Its just what a workforce already patterned by overwork, exhaustion & burnout, does not need.

With the NHS already losing staff as fast as it can train & recruit them, this just looks like one more body blow intended to strengthen the appeal of the private sector...

not so much a 'solution' as a further attack.

#NHS #health
h/t FT

@ChrisMayLA6 League tables in the NHS will be gamed in the same way as CQC inspections were.

A vast amount of middle management time will be spent in massaging the figures and scoring imaginary points.

The time and energy that senior managers will spend coercing those further down the heap will be wasted when all of them want to get on with enabling the clinical staff to provide better healthcare.

I cannot see how areas of health deprivation can be compared with areas of health excellence; how to compare areas where staffing costs & supply are challenging; or how to compare units in 'state of the art' facilities with those struggling in Victorian buildings (or worse - 1980s schemes!).
No fiddling with algorithms will compare them.

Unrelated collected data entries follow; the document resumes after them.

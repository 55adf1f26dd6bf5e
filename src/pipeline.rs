//! The end-to-end mutation analysis run.
//!
//! Order of work: load history, pick units, pre-scan for mutants, measure
//! coverage (skipping tests history vouches for), check the baseline is
//! green, build analysis units with history short-circuiting, run them on
//! the worker pool and fan results out to listeners.

use std::collections::{BTreeMap, BTreeSet};
use std::sync::{Arc, Mutex, PoisonError};

use thiserror::Error;
use tokio::sync::{mpsc, watch};
use tracing::{info, warn};

use crate::build::{
    CompoundInterceptor, DuplicateMutantFilter, ExcludedLinesFilter, ExcludedOperatorsFilter,
    MutationInterceptor, MutationSource, MutationTestBuilder, QuorumFilter, TargetUnitsFilter,
};
use crate::config::{ConfigError, MutationConfig};
use crate::coverage::{CoverageError, CoverageGenerator};
use crate::execute::{
    ExecutionError, ExecutionEvent, MutationAnalysisExecutor, ProcessCoverageGenerator,
    TestCatalog, TestSpec, UnitState, WorkerLauncher,
};
use crate::history::{
    CodeHistory, FileHistoryStore, HistoryError, HistoryStore, IncrementalAnalyser,
};
use crate::model::{CodeRepository, CodeUnitName};
use crate::mutation::{ClassMutationResults, MutationDetails, MutationGenerator, MutationResult};
use crate::project::{CodeModelError, Project};
use crate::report::ReportListener;
use crate::stats::{
    CombinedStatistics, CompoundListener, HistoryListener, MutationResultListener,
    StatisticsAggregator, StatisticsListener,
};

/// Failing tests named in a red-baseline error before the rest are counted.
const MAX_FAILING_TESTS_LISTED: usize = 10;

/// Errors that end a run.
#[derive(Debug, Error)]
pub enum PipelineError {
    /// Tests fail against unmutated code.
    #[error("build not suitable for mutation testing: {0}")]
    BuildNotSuitable(String),
    /// Nothing to mutate and the run is configured to fail on that.
    #[error("no mutations found; check the target units and enabled operators")]
    NoMutations,
    /// The finished run missed one of its thresholds.
    #[error("{}", .0.join("; "))]
    ThresholdNotMet(Vec<String>),
    #[error(transparent)]
    Config(#[from] ConfigError),
    #[error(transparent)]
    CodeModel(#[from] CodeModelError),
    #[error(transparent)]
    Coverage(#[from] CoverageError),
    #[error(transparent)]
    Execution(#[from] ExecutionError),
    #[error(transparent)]
    History(#[from] HistoryError),
}

/// Error message for a red baseline.
fn describe_failing_tests(failing: &[String]) -> String {
    let listed: Vec<&str> = failing
        .iter()
        .take(MAX_FAILING_TESTS_LISTED)
        .map(String::as_str)
        .collect();
    let mut message = format!(
        "{} test(s) did not pass without mutation: {}",
        failing.len(),
        listed.join(", ")
    );
    if failing.len() > MAX_FAILING_TESTS_LISTED {
        message.push_str(&format!(
            " and {} more",
            failing.len() - MAX_FAILING_TESTS_LISTED
        ));
    }
    message
}

/// Fail with [`PipelineError::ThresholdNotMet`] when `stats` misses any of
/// the configured thresholds.
pub fn check_thresholds(
    config: &MutationConfig,
    stats: &CombinedStatistics,
) -> Result<(), PipelineError> {
    let violations = config.threshold_checker().violations(stats);
    if violations.is_empty() {
        Ok(())
    } else {
        Err(PipelineError::ThresholdNotMet(violations))
    }
}

/// One configured mutation run.
pub struct MutationCoverage<C> {
    config: MutationConfig,
    repo: CodeRepository,
    generator: Arc<dyn MutationGenerator>,
    tests: Vec<TestSpec>,
    coverage: C,
    launcher: Arc<dyn WorkerLauncher>,
    history: Arc<Mutex<dyn HistoryStore>>,
    listeners: Vec<Box<dyn MutationResultListener>>,
    shutdown: watch::Receiver<bool>,
    // Keeps the default shutdown channel open when no signal is wired up.
    _shutdown_tx: Option<watch::Sender<bool>>,
}
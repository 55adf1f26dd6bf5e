//! Scripted stand-in minions for exercising the engine without a real binary.

use std::collections::VecDeque;
use std::sync::{Arc, Mutex};
use std::time::Duration;

use tokio::net::TcpStream;
use tokio::process::Command;

use super::process::{MinionRole, WorkerLauncher};
use super::protocol::{MinionMessage, ParentMessage, read_frame_async, write_frame_async};
use crate::mutation::MutationIdentifier;

type Reply = Box<dyn FnOnce(&ParentMessage) -> Vec<MinionMessage> + Send>;

/// What one fake minion does with the work it is handed.
pub(crate) struct Script {
    reply: Reply,
    hang_up: bool,
}

impl Script {
    /// Send the replies, then close the connection.
    pub(crate) fn reply(
        reply: impl FnOnce(&ParentMessage) -> Vec<MinionMessage> + Send + 'static,
    ) -> Self {
        Self {
            reply: Box::new(reply),
            hang_up: true,
        }
    }

    /// Send the replies, then keep the connection open until the engine drops it.
    pub(crate) fn stall(
        reply: impl FnOnce(&ParentMessage) -> Vec<MinionMessage> + Send + 'static,
    ) -> Self {
        Self {
            reply: Box::new(reply),
            hang_up: false,
        }
    }
}

/// Mutant ids of a unit assignment, in the order they were handed out.
pub(crate) fn assigned_ids(message: &ParentMessage) -> Vec<MutationIdentifier> {
    match message {
        ParentMessage::Assign(unit) => unit.mutants.iter().map(|m| m.id.clone()).collect(),
        ParentMessage::CoverageAssign(_) => Vec::new(),
    }
}

/// Plays one [`Script`] per launched minion. The real process is a short
/// `sleep` and the conversation happens on a tokio task.
pub(crate) struct ScriptedLauncher {
    scripts: Mutex<VecDeque<Script>>,
    received: Arc<Mutex<Vec<ParentMessage>>>,
}

impl ScriptedLauncher {
    pub(crate) fn new(scripts: Vec<Script>) -> Self {
        Self {
            scripts: Mutex::new(scripts.into()),
            received: Arc::new(Mutex::new(Vec::new())),
        }
    }

    /// Every message the fake minions were handed so far.
    pub(crate) fn received(&self) -> Vec<ParentMessage> {
        self.received.lock().expect("received log should not be poisoned").clone()
    }

    /// Wait until `count` minions have been handed work.
    pub(crate) async fn wait_for_work(&self, count: usize) {
        for _ in 0..500 {
            if self.received().len() >= count {
                return;
            }
            tokio::time::sleep(Duration::from_millis(10)).await;
        }
        panic!("fake minions never received {count} assignment(s)");
    }
}

impl WorkerLauncher for ScriptedLauncher {
    fn command(&self, _: MinionRole, port: u16) -> Command {
        let script = self
            .scripts
            .lock()
            .expect("script queue should not be poisoned")
            .pop_front();
        tokio::spawn(play(port, script, self.received.clone()));

        let mut command = Command::new("sleep");
        command.arg("1");
        command
    }
}

async fn play(port: u16, script: Option<Script>, received: Arc<Mutex<Vec<ParentMessage>>>) {
    let Some(script) = script else {
        return;
    };
    let Ok(mut stream) = TcpStream::connect(("127.0.0.1", port)).await else {
        return;
    };
    let Ok(Some(message)) = read_frame_async::<_, ParentMessage>(&mut stream).await else {
        return;
    };
    let replies = (script.reply)(&message);
    received
        .lock()
        .expect("received log should not be poisoned")
        .push(message);
    for reply in replies {
        if write_frame_async(&mut stream, &reply).await.is_err() {
            return;
        }
    }
    if !script.hang_up {
        let _ = read_frame_async::<_, ParentMessage>(&mut stream).await;
    }
}
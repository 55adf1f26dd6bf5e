//! Batching mutants into analysis units.

use serde::{Deserialize, Serialize};

use crate::mutation::MutationDetails;

/// Splits a sorted mutant list into batches that share a minion.
pub trait MutationGrouper: Send + Sync {
    fn group(&self, mutants: Vec<MutationDetails>) -> Vec<Vec<MutationDetails>>;
}

/// One mutant per unit. Maximises isolation.
#[derive(Debug, Clone, Copy, Default)]
pub struct PerMutantGrouper;

impl MutationGrouper for PerMutantGrouper {
    fn group(&self, mutants: Vec<MutationDetails>) -> Vec<Vec<MutationDetails>> {
        mutants.into_iter().map(|m| vec![m]).collect()
    }
}

/// Batches mutants of the same code unit, at most `unit_size` per batch.
/// A size of zero puts a whole code unit in one batch.
#[derive(Debug, Clone, Copy, Default)]
pub struct PerCodeUnitGrouper {
    unit_size: usize,
}

impl PerCodeUnitGrouper {
    pub fn new(unit_size: usize) -> Self {
        Self { unit_size }
    }
}

impl MutationGrouper for PerCodeUnitGrouper {
    fn group(&self, mutants: Vec<MutationDetails>) -> Vec<Vec<MutationDetails>> {
        let mut groups: Vec<Vec<MutationDetails>> = Vec::new();
        for mutant in mutants {
            match groups.last_mut() {
                Some(current)
                    if current[0].unit() == mutant.unit()
                        && (self.unit_size == 0 || current.len() < self.unit_size) =>
                {
                    current.push(mutant);
                }
                _ => groups.push(vec![mutant]),
            }
        }
        groups
    }
}

/// Config-selectable grouping strategy.
#[derive(Debug, Clone, Copy, PartialEq, Eq, Default, Serialize, Deserialize)]
#[serde(rename_all = "kebab-case")]
pub enum GroupingStrategy {
    /// [`PerMutantGrouper`].
    #[default]
    PerMutant,
    /// [`PerCodeUnitGrouper`].
    PerCodeUnit,
}

impl GroupingStrategy {
    pub fn grouper(self, unit_size: usize) -> Box<dyn MutationGrouper> {
        match self {
            Self::PerMutant => Box::new(PerMutantGrouper),
            Self::PerCodeUnit => Box::new(PerCodeUnitGrouper::new(unit_size)),
        }
    }
}

#[cfg(test)]
mod tests {
    use super::*;
    use crate::mutation::MutationIdentifier;

    fn mutants(pairs: &[(&str, u32)]) -> Vec<MutationDetails> {
        pairs.iter()
            .map(|(unit, index)| {
                MutationDetails::new(MutationIdentifier::new(*unit, "m", *index, "OP"), 1, "d")
            })
            .collect()
    }

    fn sizes(groups: &[Vec<MutationDetails>]) -> Vec<usize> {
        groups.iter().map(Vec::len).collect()
    }

    #[test]
    fn per_mutant_grouper_isolates_everything() {
        let groups = PerMutantGrouper.group(mutants(&[("a.A", 0), ("a.A", 1), ("b.B", 0)]));
        assert_eq!(sizes(&groups), vec![1, 1, 1]);
    }

    #[test]
    fn per_code_unit_grouper_respects_unit_boundaries_and_size() {
        let input = mutants(&[("a.A", 0), ("a.A", 1), ("a.A", 2), ("b.B", 0)]);
        assert_eq!(sizes(&PerCodeUnitGrouper::new(2).group(input.clone())), vec![2, 1, 1]);
        assert_eq!(sizes(&PerCodeUnitGrouper::new(0).group(input)), vec![3, 1]);
    }

    #[test]
    fn strategy_keys_deserialize() {
        let strategy: GroupingStrategy =
            serde_json::from_str("\"per-code-unit\"").expect("strategy should parse");
        assert_eq!(strategy, GroupingStrategy::PerCodeUnit);
        assert_eq!(sizes(&strategy.grouper(0).group(mutants(&[("a.A", 0), ("a.A", 1)]))), vec![2]);
    }
}
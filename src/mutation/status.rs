//! Detection statuses, per-mutant verdicts and the per-unit status map.

use std::collections::BTreeMap;
use std::fmt;

use serde::{Deserialize, Serialize};

use super::details::{MutationDetails, MutationIdentifier};
use crate::model::CodeUnitName;

/// Outcome of analysing one mutant.
#[derive(Debug, Clone, Copy, PartialEq, Eq, Hash, PartialOrd, Ord, Serialize, Deserialize)]
#[serde(rename_all = "SCREAMING_SNAKE_CASE")]
pub enum DetectionStatus {
    /// Queued, never handed to a worker.
    NotStarted,
    /// Handed to a worker, no verdict yet.
    Started,
    /// A covering test failed with the mutant active.
    Killed,
    /// Every covering test passed with the mutant active.
    Survived,
    /// The worker exceeded its deadline.
    TimedOut,
    /// The mutant could not be activated.
    NonViable,
    /// The worker ran out of memory.
    MemoryError,
    /// The worker failed for any other reason.
    RunError,
    /// No test covers the mutant.
    NoCoverage,
}

impl DetectionStatus {
    /// Every status, in declaration order.
    pub const ALL: [DetectionStatus; 9] = [
        Self::NotStarted,
        Self::Started,
        Self::Killed,
        Self::Survived,
        Self::TimedOut,
        Self::NonViable,
        Self::MemoryError,
        Self::RunError,
        Self::NoCoverage,
    ];

    /// Statuses that count towards the mutation score.
    pub fn is_detected(self) -> bool {
        matches!(
            self,
            Self::Killed | Self::TimedOut | Self::MemoryError | Self::RunError
        )
    }

    /// False only for `NotStarted` and `Started`.
    pub fn is_terminal(self) -> bool {
        !matches!(self, Self::NotStarted | Self::Started)
    }

    /// Stable upper-case name used in reports and history.
    pub fn as_str(self) -> &'static str {
        match self {
            Self::NotStarted => "NOT_STARTED",
            Self::Started => "STARTED",
            Self::Killed => "KILLED",
            Self::Survived => "SURVIVED",
            Self::TimedOut => "TIMED_OUT",
            Self::NonViable => "NON_VIABLE",
            Self::MemoryError => "MEMORY_ERROR",
            Self::RunError => "RUN_ERROR",
            Self::NoCoverage => "NO_COVERAGE",
        }
    }
}

impl fmt::Display for DetectionStatus {
    fn fmt(&self, f: &mut fmt::Formatter<'_>) -> fmt::Result {
        f.write_str(self.as_str())
    }
}

/// A status plus the tests that produced it.
#[derive(Debug, Clone, PartialEq, Eq, Serialize, Deserialize)]
pub struct StatusTestPair {
    /// Number of test executions performed for the mutant.
    pub tests_run: u32,
    /// Final status.
    pub status: DetectionStatus,
    /// Tests that failed with the mutant active.
    pub killing_tests: Vec<String>,
    /// Tests that passed with the mutant active. Only populated in full-matrix mode.
    pub succeeding_tests: Vec<String>,
    /// Tests that timed out.
    pub timed_out_tests: Vec<String>,
    /// Tests that crashed the worker.
    pub run_error_tests: Vec<String>,
    /// Tests that exhausted worker memory.
    pub memory_error_tests: Vec<String>,
}

impl StatusTestPair {
    /// A verdict reached without naming any test.
    pub fn not_analysed(tests_run: u32, status: DetectionStatus) -> Self {
        Self {
            tests_run,
            status,
            killing_tests: Vec::new(),
            succeeding_tests: Vec::new(),
            timed_out_tests: Vec::new(),
            run_error_tests: Vec::new(),
            memory_error_tests: Vec::new(),
        }
    }

    /// Killed by a single test.
    pub fn killed_by(tests_run: u32, test: impl Into<String>) -> Self {
        let mut pair = Self::not_analysed(tests_run, DetectionStatus::Killed);
        pair.killing_tests.push(test.into());
        pair
    }

    /// First killing test, if any.
    pub fn killing_test(&self) -> Option<&str> {
        self.killing_tests.first().map(String::as_str)
    }

    /// Fold one test's verdict into a full-matrix result.
    ///
    /// Precedence is `KILLED > RUN_ERROR > MEMORY_ERROR > TIMED_OUT > SURVIVED`.
    pub fn accumulate(&mut self, other: &StatusTestPair, test: &str) {
        self.tests_run += other.tests_run;

        match other.status {
            DetectionStatus::Killed => {
                push_unique(&mut self.killing_tests, test);
                self.succeeding_tests.retain(|t| t != test);
            }
            DetectionStatus::Survived => {
                if !self.killing_tests.iter().any(|t| t == test) {
                    push_unique(&mut self.succeeding_tests, test);
                }
            }
            DetectionStatus::MemoryError => {
                push_unique(&mut self.memory_error_tests, test);
                self.succeeding_tests.retain(|t| t != test);
            }
            DetectionStatus::RunError => {
                push_unique(&mut self.run_error_tests, test);
                self.succeeding_tests.retain(|t| t != test);
            }
            DetectionStatus::TimedOut => {
                push_unique(&mut self.timed_out_tests, test);
                self.succeeding_tests.retain(|t| t != test);
            }
            _ => {}
        }

        self.status = if !self.killing_tests.is_empty() {
            DetectionStatus::Killed
        } else if !self.run_error_tests.is_empty() {
            DetectionStatus::RunError
        } else if !self.memory_error_tests.is_empty() {
            DetectionStatus::MemoryError
        } else if !self.timed_out_tests.is_empty() {
            DetectionStatus::TimedOut
        } else if !self.succeeding_tests.is_empty() {
            DetectionStatus::Survived
        } else {
            other.status
        };
    }
}

fn push_unique(list: &mut Vec<String>, test: &str) {
    if !list.iter().any(|t| t == test) {
        list.push(test.to_string());
    }
}

impl fmt::Display for StatusTestPair {
    fn fmt(&self, f: &mut fmt::Formatter<'_>) -> fmt::Result {
        if self.killing_tests.is_empty() {
            write!(f, "{}", self.status)
        } else {
            write!(f, "{} by {}", self.status, self.killing_tests.join(", "))
        }
    }
}

/// Final verdict for one mutant.
#[derive(Debug, Clone, PartialEq, Eq, Serialize, Deserialize)]
pub struct MutationResult {
    /// The mutant.
    pub details: MutationDetails,
    /// Its verdict.
    pub pair: StatusTestPair,
}

impl MutationResult {
    pub fn new(details: MutationDetails, pair: StatusTestPair) -> Self {
        Self { details, pair }
    }

    pub fn status(&self) -> DetectionStatus {
        self.pair.status
    }

    pub fn id(&self) -> &MutationIdentifier {
        &self.details.id
    }
}

/// Results for mutants of a single code unit, as handed to listeners.
#[derive(Debug, Clone, PartialEq, Eq, Default)]
pub struct ClassMutationResults {
    /// Results, all for the same unit.
    pub results: Vec<MutationResult>,
}

impl ClassMutationResults {
    pub fn new(results: Vec<MutationResult>) -> Self {
        Self { results }
    }

    /// Unit the results belong to; `None` when empty.
    pub fn unit(&self) -> Option<&CodeUnitName> {
        self.results.first().map(|r| r.details.unit())
    }

    /// Package of the unit; empty when there are no results.
    pub fn package(&self) -> &str {
        self.unit().map(CodeUnitName::package).unwrap_or("")
    }
}

/// Per-unit map from mutant to its current verdict.
///
/// Owned by the task driving one analysis unit. Mutants start as
/// `NOT_STARTED` and only move forward.
#[derive(Debug, Clone, Default)]
pub struct StatusMap {
    entries: BTreeMap<MutationIdentifier, (MutationDetails, StatusTestPair)>,
}

impl StatusMap {
    /// Every mutant `NOT_STARTED`.
    pub fn new(mutants: impl IntoIterator<Item = MutationDetails>) -> Self {
        let mut map = Self::default();
        map.set_status_for_mutations(mutants, DetectionStatus::NotStarted);
        map
    }

    /// Force every given mutant to `status`.
    pub fn set_status_for_mutations(
        &mut self,
        mutants: impl IntoIterator<Item = MutationDetails>,
        status: DetectionStatus,
    ) {
        for details in mutants {
            self.entries.insert(
                details.id.clone(),
                (details, StatusTestPair::not_analysed(0, status)),
            );
        }
    }

    /// Mark a `NOT_STARTED` mutant as `STARTED`.
    pub fn mark_started(&mut self, id: &MutationIdentifier) {
        if let Some((_, pair)) = self.entries.get_mut(id) {
            if pair.status == DetectionStatus::NotStarted {
                pair.status = DetectionStatus::Started;
            }
        }
    }

    /// Record a verdict unless one is already recorded. Returns true when the
    /// verdict was accepted.
    pub fn resolve(&mut self, id: &MutationIdentifier, verdict: StatusTestPair) -> bool {
        match self.entries.get_mut(id) {
            Some((_, pair)) if !pair.status.is_terminal() && verdict.status.is_terminal() => {
                *pair = verdict;
                true
            }
            _ => false,
        }
    }

    /// Mark every uncovered `NOT_STARTED` mutant `NO_COVERAGE` and return them.
    pub fn mark_uncovered(&mut self) -> Vec<MutationIdentifier> {
        let mut marked = Vec::new();
        for (id, (details, pair)) in &mut self.entries {
            if pair.status == DetectionStatus::NotStarted && !details.is_covered() {
                *pair = StatusTestPair::not_analysed(0, DetectionStatus::NoCoverage);
                marked.push(id.clone());
            }
        }
        marked
    }

    pub fn has_unrun(&self) -> bool {
        self.entries
            .values()
            .any(|(_, pair)| pair.status == DetectionStatus::NotStarted)
    }

    /// `NOT_STARTED` mutants in identifier order.
    pub fn unrun(&self) -> Vec<MutationDetails> {
        self.with_status(DetectionStatus::NotStarted)
    }

    /// `STARTED` mutants in identifier order.
    pub fn unfinished(&self) -> Vec<MutationDetails> {
        self.with_status(DetectionStatus::Started)
    }

    fn with_status(&self, status: DetectionStatus) -> Vec<MutationDetails> {
        self.entries
            .values()
            .filter(|(_, pair)| pair.status == status)
            .map(|(details, _)| details.clone())
            .collect()
    }

    /// Current verdict for one mutant.
    pub fn get(&self, id: &MutationIdentifier) -> Option<&StatusTestPair> {
        self.entries.get(id).map(|(_, pair)| pair)
    }

    /// Result for one mutant, if present.
    pub fn result(&self, id: &MutationIdentifier) -> Option<MutationResult> {
        self.entries
            .get(id)
            .map(|(details, pair)| MutationResult::new(details.clone(), pair.clone()))
    }

    /// All results in identifier order.
    pub fn into_results(self) -> Vec<MutationResult> {
        self.entries
            .into_values()
            .map(|(details, pair)| MutationResult::new(details, pair))
            .collect()
    }

    pub fn len(&self) -> usize {
        self.entries.len()
    }

    pub fn is_empty(&self) -> bool {
        self.entries.is_empty()
    }
}

#[cfg(test)]
mod tests {
    use super::*;
    use crate::mutation::TestInfo;

    fn details(index: u32, tests: &[&str]) -> MutationDetails {
        MutationDetails::new(MutationIdentifier::new("a.A", "m", index, "OP"), index, "d")
            .with_tests(tests.iter().map(|t| TestInfo::new(*t, 1)).collect())
    }

    fn single(status: DetectionStatus) -> StatusTestPair {
        StatusTestPair::not_analysed(1, status)
    }

    #[test]
    fn detected_statuses_match_score_definition() {
        let detected: Vec<DetectionStatus> = DetectionStatus::ALL
            .into_iter()
            .filter(|s| s.is_detected())
            .collect();
        assert_eq!(
            detected,
            vec![
                DetectionStatus::Killed,
                DetectionStatus::TimedOut,
                DetectionStatus::MemoryError,
                DetectionStatus::RunError
            ]
        );
        assert!(!DetectionStatus::Started.is_terminal());
        assert!(DetectionStatus::NoCoverage.is_terminal());
    }

    #[test]
    fn status_serializes_as_upper_snake_case() {
        let json = serde_json::to_string(&DetectionStatus::TimedOut).expect("status should serialize");
        assert_eq!(json, "\"TIMED_OUT\"");
    }

    #[test]
    fn accumulate_follows_precedence() {
        let mut pair = StatusTestPair::not_analysed(0, DetectionStatus::Survived);
        pair.accumulate(&single(DetectionStatus::Survived), "t1");
        assert_eq!(pair.status, DetectionStatus::Survived);

        pair.accumulate(&single(DetectionStatus::TimedOut), "t2");
        assert_eq!(pair.status, DetectionStatus::TimedOut);

        pair.accumulate(&single(DetectionStatus::MemoryError), "t3");
        assert_eq!(pair.status, DetectionStatus::MemoryError);

        pair.accumulate(&single(DetectionStatus::RunError), "t4");
        assert_eq!(pair.status, DetectionStatus::RunError);

        pair.accumulate(&single(DetectionStatus::Killed), "t5");
        assert_eq!(pair.status, DetectionStatus::Killed);
        assert_eq!(pair.tests_run, 5);
        assert_eq!(pair.killing_test(), Some("t5"));
        assert_eq!(pair.succeeding_tests, vec!["t1".to_string()]);
    }

    #[test]
    fn killed_test_leaves_succeeding_list() {
        let mut pair = StatusTestPair::not_analysed(0, DetectionStatus::Survived);
        pair.accumulate(&single(DetectionStatus::Survived), "t1");
        pair.accumulate(&single(DetectionStatus::Killed), "t1");
        assert!(pair.succeeding_tests.is_empty());
        assert_eq!(pair.killing_tests, vec!["t1".to_string()]);
    }

    #[test]
    fn status_map_resolves_first_terminal_verdict_only() {
        let mut map = StatusMap::new(vec![details(0, &["t"]), details(1, &["t"])]);
        let id0 = MutationIdentifier::new("a.A", "m", 0, "OP");

        map.mark_started(&id0);
        assert_eq!(map.unfinished().len(), 1);
        assert!(map.resolve(&id0, StatusTestPair::killed_by(1, "t")));
        assert!(!map.resolve(&id0, single(DetectionStatus::Survived)));
        assert_eq!(map.get(&id0).map(|p| p.status), Some(DetectionStatus::Killed));
        assert!(!map.resolve(
            &MutationIdentifier::new("a.A", "m", 1, "OP"),
            single(DetectionStatus::Started)
        ));
        assert!(map.has_unrun());
    }

    #[test]
    fn uncovered_mutants_are_marked_without_running() {
        let mut map = StatusMap::new(vec![details(0, &[]), details(1, &["t"])]);
        let marked = map.mark_uncovered();
        assert_eq!(marked, vec![MutationIdentifier::new("a.A", "m", 0, "OP")]);
        assert_eq!(map.unrun().len(), 1);
        let statuses: Vec<DetectionStatus> =
            map.into_results().iter().map(MutationResult::status).collect();
        assert_eq!(
            statuses,
            vec![DetectionStatus::NoCoverage, DetectionStatus::NotStarted]
        );
    }
}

It's a bonkers idea that (I hope) will be quietly dropped afte a few years.

@MikeFromLFE @ChrisMayLA6

That is of course what happened last time round in the first half of the 2000s. #Wesstreeting used to know this but seems to have chosen to forget - one has to hope that his amnesia is not shared by #rachelreeves and #darrenjones !

@MikeFromLFE @ChrisMayLA6

Last time #alanmilburn damaged the reputation of the #nhs for cost effectiveness - and thus its credibility with #hmtreasury . However given the relative abundance of resources at the time this was not fatal and in time his successors - most notably #andyburnham - managed to repair it. This time round we may not be so lucky!